» **Aim of the task**
For the listing below, return the line containing "and may run", the line containing "fn default() ->", and all lines in between, exactly as written and nothing else.

(Records shown Opens)

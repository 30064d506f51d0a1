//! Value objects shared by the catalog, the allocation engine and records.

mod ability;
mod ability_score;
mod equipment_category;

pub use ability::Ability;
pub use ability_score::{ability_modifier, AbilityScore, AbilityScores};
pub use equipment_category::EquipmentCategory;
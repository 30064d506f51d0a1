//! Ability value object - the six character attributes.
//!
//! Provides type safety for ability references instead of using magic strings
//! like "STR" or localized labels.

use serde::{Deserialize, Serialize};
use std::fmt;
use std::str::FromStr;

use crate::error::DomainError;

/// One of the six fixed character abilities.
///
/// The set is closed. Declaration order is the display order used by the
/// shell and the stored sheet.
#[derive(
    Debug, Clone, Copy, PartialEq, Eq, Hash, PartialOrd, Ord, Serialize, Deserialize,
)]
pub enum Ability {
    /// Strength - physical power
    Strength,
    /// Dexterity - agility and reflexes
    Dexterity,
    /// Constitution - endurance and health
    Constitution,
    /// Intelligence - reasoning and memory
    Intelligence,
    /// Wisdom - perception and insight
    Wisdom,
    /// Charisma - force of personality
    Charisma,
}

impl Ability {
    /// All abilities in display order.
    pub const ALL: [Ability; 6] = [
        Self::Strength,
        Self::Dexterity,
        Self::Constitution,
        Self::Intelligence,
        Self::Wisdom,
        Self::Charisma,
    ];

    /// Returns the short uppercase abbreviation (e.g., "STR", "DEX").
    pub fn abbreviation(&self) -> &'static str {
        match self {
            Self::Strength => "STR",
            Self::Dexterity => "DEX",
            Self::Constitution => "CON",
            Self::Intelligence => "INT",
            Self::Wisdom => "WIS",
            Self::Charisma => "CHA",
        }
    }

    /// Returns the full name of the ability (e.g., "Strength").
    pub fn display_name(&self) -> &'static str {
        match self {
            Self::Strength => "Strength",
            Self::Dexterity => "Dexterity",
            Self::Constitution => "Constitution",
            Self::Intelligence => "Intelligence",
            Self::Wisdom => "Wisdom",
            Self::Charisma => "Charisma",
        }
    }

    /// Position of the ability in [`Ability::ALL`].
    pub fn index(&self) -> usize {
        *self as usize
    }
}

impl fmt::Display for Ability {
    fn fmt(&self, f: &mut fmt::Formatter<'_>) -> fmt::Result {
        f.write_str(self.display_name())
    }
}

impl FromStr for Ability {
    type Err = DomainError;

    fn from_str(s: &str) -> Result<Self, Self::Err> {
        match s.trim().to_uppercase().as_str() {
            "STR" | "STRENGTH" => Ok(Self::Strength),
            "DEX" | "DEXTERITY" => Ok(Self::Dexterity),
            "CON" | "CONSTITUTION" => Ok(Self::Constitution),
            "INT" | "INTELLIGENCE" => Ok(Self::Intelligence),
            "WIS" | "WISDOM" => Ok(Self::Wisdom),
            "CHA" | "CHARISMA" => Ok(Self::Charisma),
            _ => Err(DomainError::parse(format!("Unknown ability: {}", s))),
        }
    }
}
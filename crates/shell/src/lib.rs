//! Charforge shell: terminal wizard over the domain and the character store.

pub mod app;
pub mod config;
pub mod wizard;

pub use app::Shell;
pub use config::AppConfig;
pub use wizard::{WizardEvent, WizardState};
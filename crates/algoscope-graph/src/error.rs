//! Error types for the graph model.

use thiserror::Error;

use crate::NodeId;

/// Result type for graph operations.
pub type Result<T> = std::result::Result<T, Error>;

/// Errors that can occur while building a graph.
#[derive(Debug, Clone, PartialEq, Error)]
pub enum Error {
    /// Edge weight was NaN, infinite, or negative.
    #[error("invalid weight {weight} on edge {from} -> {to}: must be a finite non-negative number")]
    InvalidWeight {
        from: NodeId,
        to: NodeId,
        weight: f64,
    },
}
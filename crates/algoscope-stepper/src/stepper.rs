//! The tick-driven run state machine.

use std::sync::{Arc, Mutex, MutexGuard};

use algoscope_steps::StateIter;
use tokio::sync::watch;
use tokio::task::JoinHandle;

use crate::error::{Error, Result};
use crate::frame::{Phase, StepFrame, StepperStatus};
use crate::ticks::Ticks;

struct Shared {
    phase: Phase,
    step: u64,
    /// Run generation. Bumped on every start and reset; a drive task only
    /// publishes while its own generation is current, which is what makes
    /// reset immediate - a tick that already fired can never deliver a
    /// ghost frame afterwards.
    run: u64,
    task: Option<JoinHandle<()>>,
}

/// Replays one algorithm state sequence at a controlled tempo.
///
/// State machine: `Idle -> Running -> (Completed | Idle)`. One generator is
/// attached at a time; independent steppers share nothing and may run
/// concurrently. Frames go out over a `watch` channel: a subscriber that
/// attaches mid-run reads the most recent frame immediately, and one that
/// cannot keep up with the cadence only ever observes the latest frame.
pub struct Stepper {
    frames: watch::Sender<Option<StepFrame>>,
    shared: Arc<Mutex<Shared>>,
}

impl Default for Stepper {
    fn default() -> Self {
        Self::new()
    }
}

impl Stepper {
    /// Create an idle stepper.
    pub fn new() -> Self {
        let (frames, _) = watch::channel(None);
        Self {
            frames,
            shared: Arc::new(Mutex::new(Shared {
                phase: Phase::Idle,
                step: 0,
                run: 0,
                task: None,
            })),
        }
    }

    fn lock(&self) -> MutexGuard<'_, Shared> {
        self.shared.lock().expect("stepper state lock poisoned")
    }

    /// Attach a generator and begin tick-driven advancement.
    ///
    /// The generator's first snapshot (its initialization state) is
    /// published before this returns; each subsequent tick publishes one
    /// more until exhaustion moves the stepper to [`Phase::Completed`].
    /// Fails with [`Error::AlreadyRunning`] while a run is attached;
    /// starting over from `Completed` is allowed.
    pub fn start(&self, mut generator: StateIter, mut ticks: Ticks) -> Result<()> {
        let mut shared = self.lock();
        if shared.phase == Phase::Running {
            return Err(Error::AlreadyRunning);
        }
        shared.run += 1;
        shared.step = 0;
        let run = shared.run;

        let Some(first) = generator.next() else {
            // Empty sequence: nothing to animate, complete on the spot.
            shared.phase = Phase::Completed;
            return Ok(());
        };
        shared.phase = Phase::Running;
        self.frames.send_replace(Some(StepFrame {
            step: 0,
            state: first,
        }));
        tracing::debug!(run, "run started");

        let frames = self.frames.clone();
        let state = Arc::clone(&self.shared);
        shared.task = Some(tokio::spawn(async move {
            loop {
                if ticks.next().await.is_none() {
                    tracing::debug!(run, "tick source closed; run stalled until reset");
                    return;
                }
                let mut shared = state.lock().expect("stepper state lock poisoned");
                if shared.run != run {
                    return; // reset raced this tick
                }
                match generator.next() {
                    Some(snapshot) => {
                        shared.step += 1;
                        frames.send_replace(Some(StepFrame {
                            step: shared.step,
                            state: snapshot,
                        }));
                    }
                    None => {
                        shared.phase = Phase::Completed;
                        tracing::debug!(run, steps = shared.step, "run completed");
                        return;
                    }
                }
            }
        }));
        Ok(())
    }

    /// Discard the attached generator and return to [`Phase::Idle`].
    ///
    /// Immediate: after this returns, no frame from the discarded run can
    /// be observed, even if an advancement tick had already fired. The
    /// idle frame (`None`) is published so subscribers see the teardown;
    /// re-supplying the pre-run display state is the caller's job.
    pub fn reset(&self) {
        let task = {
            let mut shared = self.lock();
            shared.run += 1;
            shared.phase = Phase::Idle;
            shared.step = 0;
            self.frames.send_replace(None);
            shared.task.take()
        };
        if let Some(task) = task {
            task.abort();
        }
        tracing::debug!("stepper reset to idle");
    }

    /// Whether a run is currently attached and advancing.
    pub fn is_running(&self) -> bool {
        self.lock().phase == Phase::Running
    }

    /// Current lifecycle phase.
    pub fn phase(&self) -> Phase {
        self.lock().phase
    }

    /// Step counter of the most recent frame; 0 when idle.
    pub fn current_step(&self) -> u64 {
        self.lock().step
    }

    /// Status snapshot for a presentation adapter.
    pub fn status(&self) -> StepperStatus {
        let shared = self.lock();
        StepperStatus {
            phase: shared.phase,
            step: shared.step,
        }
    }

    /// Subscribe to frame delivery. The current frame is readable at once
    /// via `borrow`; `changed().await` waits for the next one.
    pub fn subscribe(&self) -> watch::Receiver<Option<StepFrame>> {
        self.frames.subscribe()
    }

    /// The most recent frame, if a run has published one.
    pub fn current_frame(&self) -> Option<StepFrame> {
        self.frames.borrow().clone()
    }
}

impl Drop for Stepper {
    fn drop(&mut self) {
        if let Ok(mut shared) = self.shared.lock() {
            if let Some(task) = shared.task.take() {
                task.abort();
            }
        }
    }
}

(Records shown Closes)

» **Task answer**
/// attached at a time; independent steppers share nothing and may run
/// concurrently. Frames go out over a `watch` channel: a subscriber that
/// attaches mid-run reads the most recent frame immediately, and one that
/// cannot keep up with the cadence only ever observes the latest frame.
pub struct Stepper {
    frames: watch::Sender<Option<StepFrame>>,
    shared: Arc<Mutex<Shared>>,
}

impl Default for Stepper {
    fn default() -> Self {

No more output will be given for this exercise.